§ **INSTRUCTIONS TO FOLLOW**:
What is needed here is a verbatim copy of the records that follow.

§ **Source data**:
//! Error types for webmap-prep.

use std::path::Path;

use thiserror::Error;

/// Result type alias using MapError.
pub type MapResult<T> = Result<T, MapError>;

/// Primary error type for raster conversion.
///
/// Only `InputRead` on the primary raster is fatal for a file. The clip and
/// reprojection variants normally surface as a [`crate::Degradation`] on a
/// successful outcome; they exist here for the callers that want to treat
/// them as hard errors (for example when loading a boundary on its own).
#[derive(Debug, Error)]
pub enum MapError {
    // === Input Errors ===
    #[error("Failed to read {path}: {message}")]
    InputRead { path: String, message: String },

    #[error("Unsupported geometry type: {0}")]
    UnsupportedGeometry(String),

    #[error("Boundary not found: {0}")]
    BoundaryNotFound(String),

    // === Processing Errors ===
    #[error("Clip failed: {0}")]
    ClipFailure(String),

    #[error("Invalid configuration: {0}")]
    InvalidConfig(String),

    #[error("Rendering failed: {0}")]
    Render(String),

    // === Output Errors ===
    #[error("Failed to write {path}: {message}")]
    Output { path: String, message: String },

    #[error("I/O error: {0}")]
    Io(String),

    #[error("JSON error: {0}")]
    Json(String),
}

impl MapError {
    pub fn input_read(path: &Path, message: impl Into<String>) -> Self {
        MapError::InputRead {
            path: path.display().to_string(),
            message: message.into(),
        }
    }

    pub fn output(path: &Path, message: impl Into<String>) -> Self {
        MapError::Output {
            path: path.display().to_string(),
            message: message.into(),
        }
    }

    /// Whether this error aborts the conversion of the current file.
    pub fn is_fatal(&self) -> bool {
        !matches!(
            self,
            MapError::ClipFailure(_)
                | MapError::UnsupportedGeometry(_)
                | MapError::BoundaryNotFound(_)
        )
    }
}

impl From<std::io::Error> for MapError {
    fn from(err: std::io::Error) -> Self {
        MapError::Io(err.to_string())
    }
}

impl From<serde_json::Error> for MapError {
    fn from(err: serde_json::Error) -> Self {
        MapError::Json(err.to_string())
    }
}

#[cfg(test)]
mod tests {
    use super::*;

    #[test]
    fn test_fatal_classification() {
        assert!(MapError::input_read(Path::new("a.tif"), "missing").is_fatal());
        assert!(MapError::Render("boom".into()).is_fatal());
        assert!(!MapError::ClipFailure("empty".into()).is_fatal());
        assert!(!MapError::BoundaryNotFound("Frascati".into()).is_fatal());
    }

    #[test]
    fn test_input_read_message_carries_path() {
        let err = MapError::input_read(Path::new("/data/x.tif"), "not a TIFF");
        assert_eq!(err.to_string(), "Failed to read /data/x.tif: not a TIFF");
    }
}
//! Affine transform from GeoTIFF model tags.

use map_common::AffineTransform;

use crate::error::{GeoTiffError, GeoTiffResult};

/// Build the pixel-to-model transform.
///
/// ModelTransformationTag (a row-major 4x4 matrix) wins when present;
/// otherwise the first tie point and the pixel scale define a north-up
/// transform. With `pixel_is_point` the tie point refers to a pixel centre
/// and the origin is moved back by half a pixel.
pub fn affine_from_tags(
    model_transformation: Option<&[f64]>,
    tie_points: Option<&[f64]>,
    pixel_scale: Option<&[f64]>,
    pixel_is_point: bool,
) -> GeoTiffResult<AffineTransform> {
    let transform = if let Some(m) = model_transformation {
        if m.len() < 8 {
            return Err(GeoTiffError::InvalidFormat(format!(
                "ModelTransformation has {} values, expected 16",
                m.len()
            )));
        }
        AffineTransform::new(m[0], m[1], m[3], m[4], m[5], m[7])
    } else {
        let tie = tie_points
            .ok_or_else(|| GeoTiffError::MissingData("ModelTiepoint or ModelTransformation".into()))?;
        let scale =
            pixel_scale.ok_or_else(|| GeoTiffError::MissingData("ModelPixelScale".into()))?;
        if tie.len() < 6 {
            return Err(GeoTiffError::InvalidFormat(format!(
                "ModelTiepoint has {} values, expected 6",
                tie.len()
            )));
        }
        if scale.len() < 2 || scale[0] == 0.0 || scale[1] == 0.0 {
            return Err(GeoTiffError::InvalidFormat(
                "ModelPixelScale needs two non-zero values".into(),
            ));
        }

        let (i, j, x, y) = (tie[0], tie[1], tie[3], tie[4]);
        let (sx, sy) = (scale[0], scale[1]);
        AffineTransform::new(sx, 0.0, x - i * sx, 0.0, -sy, y + j * sy)
    };

    if !pixel_is_point {
        return Ok(transform);
    }
    let (c, f) = transform.forward(-0.5, -0.5);
    Ok(AffineTransform { c, f, ..transform })
}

§ **RESULT**:
//! Error types for webmap-prep.

use std::path::Path;

use thiserror::Error;

/// Result type alias using MapError.
pub type MapResult<T> = Result<T, MapError>;

/// Primary error type for raster conversion.
///
/// Only `InputRead` on the primary raster is fatal for a file. The clip and
/// reprojection variants normally surface as a [`crate::Degradation`] on a
/// successful outcome; they exist here for the callers that want to treat
/// them as hard errors (for example when loading a boundary on its own).
#[derive(Debug, Error)]
pub enum MapError {
    // === Input Errors ===
    #[error("Failed to read {path}: {message}")]
    InputRead { path: String, message: String },

    #[error("Unsupported geometry type: {0}")]
    UnsupportedGeometry(String),

    #[error("Boundary not found: {0}")]
    BoundaryNotFound(String),

    // === Processing Errors ===
    #[error("Clip failed: {0}")]
    ClipFailure(String),

    #[error("Invalid configuration: {0}")]
    InvalidConfig(String),

    #[error("Rendering failed: {0}")]
    Render(String),

    // === Output Errors ===
    #[error("Failed to write {path}: {message}")]
    Output { path: String, message: String },

    #[error("I/O error: {0}")]
    Io(String),

    #[error("JSON error: {0}")]
    Json(String),
}

impl MapError {
    pub fn input_read(path: &Path, message: impl Into<String>) -> Self {
        MapError::InputRead {
            path: path.display().to_string(),
            message: message.into(),
        }
    }

    pub fn output(path: &Path, message: impl Into<String>) -> Self {
        MapError::Output {
            path: path.display().to_string(),
            message: message.into(),
        }
    }

    /// Whether this error aborts the conversion of the current file.
    pub fn is_fatal(&self) -> bool {
        !matches!(
            self,
            MapError::ClipFailure(_)
                | MapError::UnsupportedGeometry(_)
                | MapError::BoundaryNotFound(_)
        )
    }
}

impl From<std::io::Error> for MapError {
    fn from(err: std::io::Error) -> Self {
        MapError::Io(err.to_string())
    }
}

impl From<serde_json::Error> for MapError {
    fn from(err: serde_json::Error) -> Self {
        MapError::Json(err.to_string())
    }
}

#[cfg(test)]
mod tests {
    use super::*;

    #[test]
    fn test_fatal_classification() {
        assert!(MapError::input_read(Path::new("a.tif"), "missing").is_fatal());
        assert!(MapError::Render("boom".into()).is_fatal());
        assert!(!MapError::ClipFailure("empty".into()).is_fatal());
        assert!(!MapError::BoundaryNotFound("Frascati".into()).is_fatal());
    }

    #[test]
    fn test_input_read_message_carries_path() {
        let err = MapError::input_read(Path::new("/data/x.tif"), "not a TIFF");
        assert_eq!(err.to_string(), "Failed to read /data/x.tif: not a TIFF");
    }
}
//! Affine transform from GeoTIFF model tags.

use map_common::AffineTransform;

use crate::error::{GeoTiffError, GeoTiffResult};

/// Build the pixel-to-model transform.
///
/// ModelTransformationTag (a row-major 4x4 matrix) wins when present;
/// otherwise the first tie point and the pixel scale define a north-up
/// transform. With `pixel_is_point` the tie point refers to a pixel centre
/// and the origin is moved back by half a pixel.
pub fn affine_from_tags(
    model_transformation: Option<&[f64]>,
    tie_points: Option<&[f64]>,
    pixel_scale: Option<&[f64]>,
    pixel_is_point: bool,
) -> GeoTiffResult<AffineTransform> {
    let transform = if let Some(m) = model_transformation {
        if m.len() < 8 {
            return Err(GeoTiffError::InvalidFormat(format!(
                "ModelTransformation has {} values, expected 16",
                m.len()
            )));
        }
        AffineTransform::new(m[0], m[1], m[3], m[4], m[5], m[7])
    } else {
        let tie = tie_points
            .ok_or_else(|| GeoTiffError::MissingData("ModelTiepoint or ModelTransformation".into()))?;
        let scale =
            pixel_scale.ok_or_else(|| GeoTiffError::MissingData("ModelPixelScale".into()))?;
        if tie.len() < 6 {
            return Err(GeoTiffError::InvalidFormat(format!(
                "ModelTiepoint has {} values, expected 6",
                tie.len()
            )));
        }
        if scale.len() < 2 || scale[0] == 0.0 || scale[1] == 0.0 {
            return Err(GeoTiffError::InvalidFormat(
                "ModelPixelScale needs two non-zero values".into(),
            ));
        }

        let (i, j, x, y) = (tie[0], tie[1], tie[3], tie[4]);
        let (sx, sy) = (scale[0], scale[1]);
        AffineTransform::new(sx, 0.0, x - i * sx, 0.0, -sy, y + j * sy)
    };

    if !pixel_is_point {
        return Ok(transform);
    }
    let (c, f) = transform.forward(-0.5, -0.5);
    Ok(AffineTransform { c, f, ..transform })
}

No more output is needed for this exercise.